For more information:

http://www.endocenter.org/

Endo Self Test:

Not sure if you have Endometriosis? While pelvic surgery is the only current way to definitively diagnose it, symptoms can lead you and your doctor to suspect the disease. Review the following and consider if any of these common symptoms apply to you. Review your answers with your gynecologist for further discussion.

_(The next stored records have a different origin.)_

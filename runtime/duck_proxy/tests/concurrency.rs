//! Concurrent adapter requests share one synthesis per pair.

#![allow(clippy::unwrap_used, clippy::expect_used, reason = "Tests can panic")]

use std::sync::{Arc, Barrier};
use std::thread;

use duck_proxy::{GenerationContext, ProxyMode};
use duck_types::{MethodBuilder, MethodFlags, TypeBuilder, TypeId, TypeRef, TypeStore, Value};

const THREADS: usize = 8;

fn reader_pair() -> (Arc<TypeStore>, TypeRef, TypeRef) {
    let store = Arc::new(TypeStore::new());
    let ireader = store.define(
        TypeBuilder::interface("App.IReader").method(
            MethodBuilder::new("Read")
                .returns(TypeId::INT32.into())
                .with_flags(MethodFlags::ABSTRACT | MethodFlags::VIRTUAL),
        ),
    );
    let reader = store.define(
        TypeBuilder::class("Lib.Reader").method(
            MethodBuilder::new("Read")
                .returns(TypeId::INT32.into())
                .body(|inv| Ok(Value::I32(*inv.this_state::<i32>()?))),
        ),
    );
    (store, TypeRef::of(ireader), TypeRef::of(reader))
}

#[test]
fn concurrent_requests_synthesize_once() {
    let (store, ireader, reader) = reader_pair();
    let ctx = GenerationContext::new(Arc::clone(&store));
    let barrier = Barrier::new(THREADS);

    let factories: Vec<_> = thread::scope(|s| {
        let handles: Vec<_> = (0..THREADS)
            .map(|_| {
                s.spawn(|| {
                    barrier.wait();
                    ctx.factory(&ireader, &reader, ProxyMode::Forward).unwrap()
                })
            })
            .collect();
        handles.into_iter().map(|h| h.join().unwrap()).collect()
    });

    assert!(factories.iter().all(|f| Arc::ptr_eq(f, &factories[0])));
    assert_eq!(ctx.cached_factories(), 1);
    let module = store.module(ctx.module()).name;
    assert!(store.lookup_type(&format!("{module}.IReader_ReaderProxy0")).is_some());
    assert!(store.lookup_type(&format!("{module}.IReader_ReaderProxy1")).is_none());
}

#[test]
fn adapters_are_usable_from_many_threads() {
    let (store, ireader, reader) = reader_pair();
    let ctx = GenerationContext::new(store);

    let sums: Vec<i32> = thread::scope(|s| {
        let handles: Vec<_> = (0..THREADS)
            .map(|n| {
                let ctx = &ctx;
                let (ireader, reader) = (&ireader, &reader);
                s.spawn(move || {
                    let n = i32::try_from(n).unwrap();
                    let adapter = ctx.create(ireader, &Value::object(reader.clone(), n)).unwrap();
                    (0..100)
                        .map(|_| adapter.call("Read", &mut []).unwrap().as_i32().unwrap())
                        .sum::<i32>()
                })
            })
            .collect();
        handles.into_iter().map(|h| h.join().unwrap()).collect()
    });

    let expected: Vec<i32> = (0..8).map(|n| n * 100).collect();
    assert_eq!(sums, expected);
    assert_eq!(ctx.cached_factories(), 1);
}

Do you experience so much pain during or around your period that you find yourself unable to work, attend school or social functions, or go about your normal routine? _____YES / _____ NO

Do you have any relatives diagnosed with Endometriosis? _____YES / _____ NO

Do you find yourself with painful abdominal bloating, swelling or tenderness at any time in your cycle? _____YES / _____ NO

Do you have a history of painful ovarian Endometriomas ("chocolate cysts")? _____YES / _____ NO

Do you have a history of miscarriage, infertility or ectopic pregnancy? _____YES / _____ NO

Do you experience gastrointestinal symptoms during your cycle, such as nausea or vomiting and/or painful abdominal cramping accompanied by diarrhea and/or constipation? _____YES / _____ NO

Do you have a history of fatigue and/or a lowered immunity (i.e., "sick and tired" all the time)? _____YES / _____ NO

Do you have a history of allergies, which tend to worsen around your periods? _____YES / _____ NO

If sexually active, do you experience pain during sexual activity? _____YES / _____ NO

Do you suffer from autoimmune diseases or other conditions (i.e., thyroid disease, rheumatoid arthritis, lupus, fibromyalgia, multiple sclerosis, chronic migraines)? _____YES / _____ NO

Have you ever undergone pelvic surgery like a laparoscopy, in which Endometriosis was suspected but not definitively diagnosed?
_____YES / _____ NO

If you have answered "yes" to one or more of these questions, you may have Endometriosis. Talk to your doctor about getting an accurate diagnosis and effective treatment today. Dull aching and cramping can occur during menstruation in many women and teens, due to uterine contractions and the release of various hormones including those known as prostaglandins. However, period pain that becomes so debilitating it renders you unable to go about your normal routine is not ordinary or typical! Pain is your body's way of signaling that something is WRONG. If you are suffering from pelvic pain at any point in your cycle, an Endometriosis diagnosis should be considered.

Know the Facts:

- Endometriosis can affect women and teens of all ages, even those as young as 10 or as old as 85!
- Hysterectomy, menopause and pregnancy are NOT cures for Endometriosis; in fact, there is no definitive cure!
- Delayed childbearing is NOT what causes Endometriosis; in fact, no one really knows for sure what causes the disease, but research points to multi-factorial origins like heredity, immunology and exposure to environmental toxicants!
- Endometriosis can only be accurately diagnosed via surgery; diagnostic tests like MRIs and ultrasounds are not definitive!
- GnRH therapies like Lupron should never be administered in those patients younger than 18 yrs. of age or before a surgical diagnosis!
- You CAN live well in spite of Endometriosis!